Monday, February 25, 2013

Perserverance & Plateaus. // Amy H.

Hi, my name is Amy, and I <3 MLFC.  That, plus My Fitness Pal and working out 5x a week has helped me to drop 26 lbs. since August 2012.  Yay me!  

I was doing great from September through November.  I did the 30-Day Shred and Ripped in 30.  I was walking 4 days a week, too.  I felt great and was about ready to start Couch to 5K and mix things up with Chalean Extreme, a strength training program.   My calories were good, my water intake was solid, and I was losing about a pound a week.  

On December 1, I started Chalean Extreme.  This is advertised as a 12-week circuit training program, but the core of the program is strength training.  In fact, it is lifting slow and heavy.  And heavy doesn’t mean busting out your 8’s instead of your 5’s.  Oh no.  It was time to use the SelectTech’s I bought the first time I tried (and didn’t finish) CEx – the ones that go up to 52 lbs.  Each.  
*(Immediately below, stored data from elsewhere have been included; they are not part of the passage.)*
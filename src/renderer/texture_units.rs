//! Ring-buffer assignment of textures to a fixed set of hardware units.
//!
//! The live window is `[tail, head)` (the whole ring when `full`). Slots below
//! `reserved` hold long-lived bindings and survive window collapses and
//! non-destructive clears.

use super::backend::{BackendError, RenderBackend, TextureId};

#[derive(Debug, thiserror::Error)]
pub enum TextureUnitError {
    #[error("unit {slot} is not reserved (only units below {reserved} are)")]
    NotReserved { slot: usize, reserved: usize },
}

/// Result of [`TextureUnitAllocator::get_unit`].
#[derive(Debug, Clone, Copy, PartialEq, Eq)]
pub enum UnitLookup {
    /// Texture already sits in this unit for the current window; no bind needed.
    Resident(u32),
    /// Texture was just given this unit; the caller must bind it.
    Assigned(u32),
}

impl UnitLookup {
    pub fn unit(self) -> u32 {
        match self {
            UnitLookup::Resident(unit) | UnitLookup::Assigned(unit) => unit,
        }
    }

    pub fn needs_bind(self) -> bool {
        matches!(self, UnitLookup::Assigned(_))
    }
}

#[derive(Debug, Clone)]
pub struct TextureUnitAllocator {
    slots: Vec<Option<TextureId>>,
    reserved: usize,
    head: usize,
    tail: usize,
    full: bool,
}

impl TextureUnitAllocator {
    /// `capacity` is clamped to at least one unit and `reserved` to below it.
    pub fn new(capacity: usize, reserved: usize) -> Self {
        let capacity = capacity.max(1);
        let clamped = reserved.min(capacity - 1);
        if clamped != reserved {
            log::warn!(
                "{} reserved texture units requested but only {} available; reserving {}",
                reserved,
                capacity,
                clamped
            );
        }

        let mut allocator = Self {
            slots: vec![None; capacity],
            reserved: clamped,
            head: clamped,
            tail: 0,
            full: false,
        };
        allocator.clear(true);
        allocator
    }

    pub fn capacity(&self) -> usize {
        self.slots.len()
    }

    pub fn reserved(&self) -> usize {
        self.reserved
    }

    pub fn is_full(&self) -> bool {
        self.full
    }

    fn window_len(&self) -> usize {
        if self.full {
            self.capacity()
        } else {
            (self.head + self.capacity() - self.tail) % self.capacity()
        }
    }

    /// Finds or assigns a unit for `texture`.
    ///
    /// When the ring is full, every non-reserved binding is dropped first and
    /// allocation resumes at `tail + reserved`.
    pub fn get_unit(&mut self, texture: TextureId) -> UnitLookup {
        let capacity = self.capacity();
        for offset in 0..self.window_len() {
            let slot = (self.tail + offset) % capacity;
            if self.slots[slot] == Some(texture) {
                return UnitLookup::Resident(slot as u32);
            }
        }

        if self.full {
            self.drop_unreserved();
            self.head = (self.tail + self.reserved) % capacity;
            self.full = false;
        }

        let unit = self.head;
        self.slots[unit] = Some(texture);
        self.head = (self.head + 1) % capacity;
        if self.head == self.tail {
            self.full = true;
        }

        UnitLookup::Assigned(unit as u32)
    }

    /// Pins `texture` to reserved unit `slot`.
    pub fn set_reserved_unit(&mut self, slot: usize, texture: TextureId) -> Result<(), TextureUnitError> {
        if slot >= self.reserved {
            return Err(TextureUnitError::NotReserved {
                slot,
                reserved: self.reserved,
            });
        }
        self.slots[slot] = Some(texture);
        Ok(())
    }

    /// Units that can still be handed out before the window collapses.
    pub fn remaining_units(&self) -> usize {
        self.capacity() - self.window_len()
    }

    /// Resets the window to the reserved prefix, optionally wiping it too.
    pub fn clear(&mut self, delete_reservations: bool) {
        self.drop_unreserved();
        if delete_reservations {
            for slot in &mut self.slots[..self.reserved] {
                *slot = None;
            }
        }
        self.tail = 0;
        self.head = self.reserved % self.capacity();
        self.full = false;
    }

    /// Issues the hardware bind for `texture` at whichever unit holds it.
    ///
    /// Returns `Ok(None)` when the texture holds no unit.
    pub fn bind_to_unit(
        &self,
        backend: &mut dyn RenderBackend,
        texture: TextureId,
    ) -> Result<Option<u32>, BackendError> {
        let Some(unit) = self.slots.iter().position(|s| *s == Some(texture)) else {
            return Ok(None);
        };
        backend.bind_texture(texture, unit as u32)?;
        Ok(Some(unit as u32))
    }

    /// Issues the hardware binds of every occupied reserved unit and returns
    /// how many were bound.
    pub fn bind_reserved(&self, backend: &mut dyn RenderBackend) -> Result<u32, BackendError> {
        let mut bound = 0;
        for (unit, texture) in self.slots[..self.reserved].iter().enumerate() {
            if let Some(texture) = *texture {
                backend.bind_texture(texture, unit as u32)?;
                bound += 1;
            }
        }
        Ok(bound)
    }

    /// Texture held by `unit`, if any.
    pub fn texture_at(&self, unit: usize) -> Option<TextureId> {
        self.slots.get(unit).copied().flatten()
    }

    /// `[0, 1, .., capacity - 1]`, the sampler table uploaded to shaders.
    pub fn unit_table(&self) -> Vec<i32> {
        (0..self.capacity() as i32).collect()
    }

    fn drop_unreserved(&mut self) {
        for slot in &mut self.slots[self.reserved..] {
            *slot = None;
        }
    }
}
mod common;

use common::{at, settings, Fixture};
use glam::Vec4;
use wgpu_batcher::renderer::{primitives, BackendCommand, InstanceLayout, Material, RenderCtx, SubmitError};
use wgpu_batcher::Renderer;

#[test]
fn reserved_texture_is_bound_once_per_flush() {
    let mut config = settings(4);
    config.reserved_texture_units = 1;
    let mut fx = Fixture::new(config);
    let vao = fx.vertex_array("sprites", InstanceLayout::Quad);
    let shader = fx.shader("sprites", 0, vao);
    let shadow_map = fx.texture();
    let sprite = fx.texture();
    let shadow_id = fx.resources.textures.get(shadow_map).unwrap().id;

    let mut renderer = Renderer::new(fx.settings.clone());
    renderer
        .renderer_2d_mut()
        .unwrap()
        .texture_units_mut()
        .set_reserved_unit(0, shadow_id)
        .unwrap();

    {
        let mut ctx = RenderCtx::new(&fx.resources, &mut fx.backend);
        renderer.begin();
        for texture in [shadow_map, sprite] {
            renderer
                .submit_2d(&mut ctx, &Material::new(shader).with_texture(texture), at(0.0, 0.0, 0.0), Vec4::ONE)
                .unwrap();
        }
        renderer.end(&mut ctx);
    }

    let binds: Vec<_> = fx
        .backend
        .commands()
        .iter()
        .filter_map(|c| match c {
            BackendCommand::BindTexture { texture, unit } => Some((*texture, *unit)),
            _ => None,
        })
        .collect();
    let sprite_id = fx.resources.textures.get(sprite).unwrap().id;
    // The reserved unit is bound up front; the quad using it never rebinds it.
    assert_eq!(binds, vec![(shadow_id, 0), (sprite_id, 1)]);
    assert_eq!(fx.backend.bound_texture(0), Some(shadow_id));
    assert_eq!(renderer.last_frame_stats().texture_binds, 2);

    let units: Vec<u32> = fx.stream_as(vao, 2);
    assert_eq!(&units[..8], &[0, 0, 0, 0, 1, 1, 1, 1]);
}

#[test]
fn oversized_material_is_rejected_at_submit() {
    let mut fx = Fixture::new(settings(2));
    let vao = fx.vertex_array("meshes", InstanceLayout::Basic);
    let shader = fx.shader("meshes", 0, vao);
    let textures: Vec<_> = (0..3).map(|_| fx.texture()).collect();
    let material = textures
        .iter()
        .fold(Material::new(shader), |m, &t| m.with_texture(t));

    let mut renderer = Renderer::new(fx.settings.clone());
    let (vertices, indices) = primitives::cube();
    let mut ctx = RenderCtx::new(&fx.resources, &mut fx.backend);
    let cube = renderer.add_geometry(&mut ctx, vao, &vertices, &indices).unwrap();
    renderer.begin();
    let err = renderer.submit_3d(&mut ctx, "cube", cube, &material, at(0.0, 0.0, 0.0), Vec4::ONE);
    assert!(matches!(
        err,
        Err(SubmitError::TooManyTextures { needed: 3, available: 2 })
    ));
}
So I broke out the heavy weights and got started.  And that’s when a perfect storm of weather, change in routine, an injury flare-up, and those darn Holidays conspired to begin a plateau.   I lifted 3 days a week.  The other 3-4 days, I generally walked (about 3 miles) or did another low impact video.  The first few weeks I took more rest days than I normally would because the lifting was kicking my butt, but I was still working out at least 5 times a week.   It got cold, but I bundled up and kept taking my walks.  My ankle, injured many years ago, started to bother me, but I kept going.  At first I chose not to do the circuit workouts included in CEx because I found myself totally exhausted from my lifting.  I thought the walking would be enough.  

After two weeks of not losing any weight, I thought it was because my muscles were adjusting and I was retaining water.  Did my diet loosen up in December?  Yes.  I moved from 1250 to 1440 calories, and did more calorie cycling than I had been.  I went over a few days, but was on top of my diet 80-90% of the time.  In other words, I enjoyed the Holidays.   And yes, I was eating back my exercise calories, too.  I was sweating like crazy during the workouts, so I knew I was “working”, and eating back my calories had been effective up to this point.  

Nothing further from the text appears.